→ **Task instructions**
The answer must be an exact copy of every record.

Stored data
*** Begin section ***

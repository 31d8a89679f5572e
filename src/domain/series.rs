//! Column-oriented numeric series with explicit missing values.
//!
//! Window operations follow the usual dataframe conventions: a rolling
//! statistic is missing until a full window of present values is available,
//! and any missing value inside the window makes the result missing.
//! Non-finite results (division by zero, constant columns) are stored as
//! missing rather than NaN or infinity.

#[derive(Debug, Clone, Default, PartialEq)]
pub struct Series(Vec<Option<f64>>);

impl Series {
    pub fn new(values: Vec<Option<f64>>) -> Self {
        Self(
            values
                .into_iter()
                .map(|v| v.filter(|x| x.is_finite()))
                .collect(),
        )
    }

    pub fn from_values(values: &[f64]) -> Self {
        values.iter().map(|&v| Some(v)).collect()
    }

    pub fn missing(len: usize) -> Self {
        Self(vec![None; len])
    }

    pub fn len(&self) -> usize {
        self.0.len()
    }

    pub fn is_empty(&self) -> bool {
        self.0.is_empty()
    }

    pub fn get(&self, index: usize) -> Option<f64> {
        self.0.get(index).copied().flatten()
    }

    pub fn last(&self) -> Option<f64> {
        self.0.last().copied().flatten()
    }

    pub fn values(&self) -> &[Option<f64>] {
        &self.0
    }

    pub fn iter(&self) -> impl Iterator<Item = Option<f64>> + '_ {
        self.0.iter().copied()
    }

    /// Present values in order, missing ones dropped.
    pub fn present(&self) -> Vec<f64> {
        self.0.iter().flatten().copied().collect()
    }

    pub fn map(&self, f: impl Fn(f64) -> f64) -> Series {
        self.iter().map(|v| v.map(&f)).collect()
    }

    /// Applies `f` to every full window of `window` present values.
    pub fn rolling_apply(&self, window: usize, f: impl Fn(&[f64]) -> Option<f64>) -> Series {
        if window == 0 {
            return Series::missing(self.len());
        }
        let mut buf = Vec::with_capacity(window);
        (0..self.len())
            .map(|i| {
                if i + 1 < window {
                    return None;
                }
                buf.clear();
                for v in &self.0[i + 1 - window..=i] {
                    buf.push((*v)?);
                }
                f(&buf)
            })
            .collect()
    }

    pub fn rolling_mean(&self, window: usize) -> Series {
        self.rolling_apply(window, mean)
    }

    /// Rolling sample standard deviation (n - 1 denominator).
    pub fn rolling_std(&self, window: usize) -> Series {
        self.rolling_apply(window, sample_std)
    }

    /// x[i] - x[i - lag]
    pub fn diff(&self, lag: usize) -> Series {
        (0..self.len())
            .map(|i| {
                if i < lag {
                    return None;
                }
                Some(self.get(i)? - self.get(i - lag)?)
            })
            .collect()
    }

    /// x[i] / x[i - 1] - 1
    pub fn pct_change(&self) -> Series {
        (0..self.len())
            .map(|i| {
                if i == 0 {
                    return None;
                }
                Some(self.get(i)? / self.get(i - 1)? - 1.0)
            })
            .collect()
    }

    /// Element-wise self / other.
    pub fn ratio(&self, other: &Series) -> Series {
        self.iter()
            .zip(other.iter())
            .map(|(a, b)| Some(a? / b?))
            .collect()
    }

    pub fn mean(&self) -> Option<f64> {
        mean(&self.present())
    }

    pub fn std(&self) -> Option<f64> {
        sample_std(&self.present())
    }
}

impl FromIterator<Option<f64>> for Series {
    fn from_iter<I: IntoIterator<Item = Option<f64>>>(iter: I) -> Self {
        Series::new(iter.into_iter().collect())
    }
}

impl From<Vec<Option<f64>>> for Series {
    fn from(values: Vec<Option<f64>>) -> Self {
        Series::new(values)
    }
}

pub fn mean(values: &[f64]) -> Option<f64> {
    if values.is_empty() {
        return None;
    }
    Some(values.iter().sum::<f64>() / values.len() as f64)
}

/// Sample standard deviation; needs at least two values.
pub fn sample_std(values: &[f64]) -> Option<f64> {
    if values.len() < 2 {
        return None;
    }
    let m = mean(values)?;
    let ss: f64 = values.iter().map(|v| (v - m) * (v - m)).sum();
    Some((ss / (values.len() - 1) as f64).sqrt())
}

/// Least-squares slope of `y` against x = 0, 1, 2, ...
pub fn linear_slope(y: &[f64]) -> Option<f64> {
    let n = y.len();
    if n < 2 {
        return None;
    }
    let x_mean = (n - 1) as f64 / 2.0;
    let y_mean = mean(y)?;
    let mut num = 0.0;
    let mut den = 0.0;
    for (i, v) in y.iter().enumerate() {
        let dx = i as f64 - x_mean;
        num += dx * (v - y_mean);
        den += dx * dx;
    }
    let slope = num / den;
    slope.is_finite().then_some(slope)
}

*** End section ***

→ **Solution for this problem**
repository 31d8a89679f5572e
filename src/domain/series.rs
//! Column-oriented numeric series with explicit missing values.
//!
//! Window operations follow the usual dataframe conventions: a rolling
//! statistic is missing until a full window of present values is available,
//! and any missing value inside the window makes the result missing.
//! Non-finite results (division by zero, constant columns) are stored as
//! missing rather than NaN or infinity.

#[derive(Debug, Clone, Default, PartialEq)]
pub struct Series(Vec<Option<f64>>);

impl Series {
    pub fn new(values: Vec<Option<f64>>) -> Self {
        Self(
            values
                .into_iter()
                .map(|v| v.filter(|x| x.is_finite()))
                .collect(),
        )
    }

    pub fn from_values(values: &[f64]) -> Self {
        values.iter().map(|&v| Some(v)).collect()
    }

    pub fn missing(len: usize) -> Self {
        Self(vec![None; len])
    }

    pub fn len(&self) -> usize {
        self.0.len()
    }

    pub fn is_empty(&self) -> bool {
        self.0.is_empty()
    }

    pub fn get(&self, index: usize) -> Option<f64> {
        self.0.get(index).copied().flatten()
    }

    pub fn last(&self) -> Option<f64> {
        self.0.last().copied().flatten()
    }

    pub fn values(&self) -> &[Option<f64>] {
        &self.0
    }

    pub fn iter(&self) -> impl Iterator<Item = Option<f64>> + '_ {
        self.0.iter().copied()
    }

    /// Present values in order, missing ones dropped.
    pub fn present(&self) -> Vec<f64> {
        self.0.iter().flatten().copied().collect()
    }

    pub fn map(&self, f: impl Fn(f64) -> f64) -> Series {
        self.iter().map(|v| v.map(&f)).collect()
    }

    /// Applies `f` to every full window of `window` present values.
    pub fn rolling_apply(&self, window: usize, f: impl Fn(&[f64]) -> Option<f64>) -> Series {
        if window == 0 {
            return Series::missing(self.len());
        }
        let mut buf = Vec::with_capacity(window);
        (0..self.len())
            .map(|i| {
                if i + 1 < window {
                    return None;
                }
                buf.clear();
                for v in &self.0[i + 1 - window..=i] {
                    buf.push((*v)?);
                }
                f(&buf)
            })
            .collect()
    }

    pub fn rolling_mean(&self, window: usize) -> Series {
        self.rolling_apply(window, mean)
    }

    /// Rolling sample standard deviation (n - 1 denominator).
    pub fn rolling_std(&self, window: usize) -> Series {
        self.rolling_apply(window, sample_std)
    }

    /// x[i] - x[i - lag]
    pub fn diff(&self, lag: usize) -> Series {
        (0..self.len())
            .map(|i| {
                if i < lag {
                    return None;
                }
                Some(self.get(i)? - self.get(i - lag)?)
            })
            .collect()
    }

    /// x[i] / x[i - 1] - 1
    pub fn pct_change(&self) -> Series {
        (0..self.len())
            .map(|i| {
                if i == 0 {
                    return None;
                }
                Some(self.get(i)? / self.get(i - 1)? - 1.0)
            })
            .collect()
    }

    /// Element-wise self / other.
    pub fn ratio(&self, other: &Series) -> Series {
        self.iter()
            .zip(other.iter())
            .map(|(a, b)| Some(a? / b?))
            .collect()
    }

    pub fn mean(&self) -> Option<f64> {
        mean(&self.present())
    }

    pub fn std(&self) -> Option<f64> {
        sample_std(&self.present())
    }
}

impl FromIterator<Option<f64>> for Series {
    fn from_iter<I: IntoIterator<Item = Option<f64>>>(iter: I) -> Self {
        Series::new(iter.into_iter().collect())
    }
}

impl From<Vec<Option<f64>>> for Series {
    fn from(values: Vec<Option<f64>>) -> Self {
        Series::new(values)
    }
}

pub fn mean(values: &[f64]) -> Option<f64> {
    if values.is_empty() {
        return None;
    }
    Some(values.iter().sum::<f64>() / values.len() as f64)
}

/// Sample standard deviation; needs at least two values.
pub fn sample_std(values: &[f64]) -> Option<f64> {
    if values.len() < 2 {
        return None;
    }
    let m = mean(values)?;
    let ss: f64 = values.iter().map(|v| (v - m) * (v - m)).sum();
    Some((ss / (values.len() - 1) as f64).sqrt())
}

/// Least-squares slope of `y` against x = 0, 1, 2, ...
pub fn linear_slope(y: &[f64]) -> Option<f64> {
    let n = y.len();
    if n < 2 {
        return None;
    }
    let x_mean = (n - 1) as f64 / 2.0;
    let y_mean = mean(y)?;
    let mut num = 0.0;
    let mut den = 0.0;
    for (i, v) in y.iter().enumerate() {
        let dx = i as f64 - x_mean;
        num += dx * (v - y_mean);
        den += dx * dx;
    }
    let slope = num / den;
    slope.is_finite().then_some(slope)
}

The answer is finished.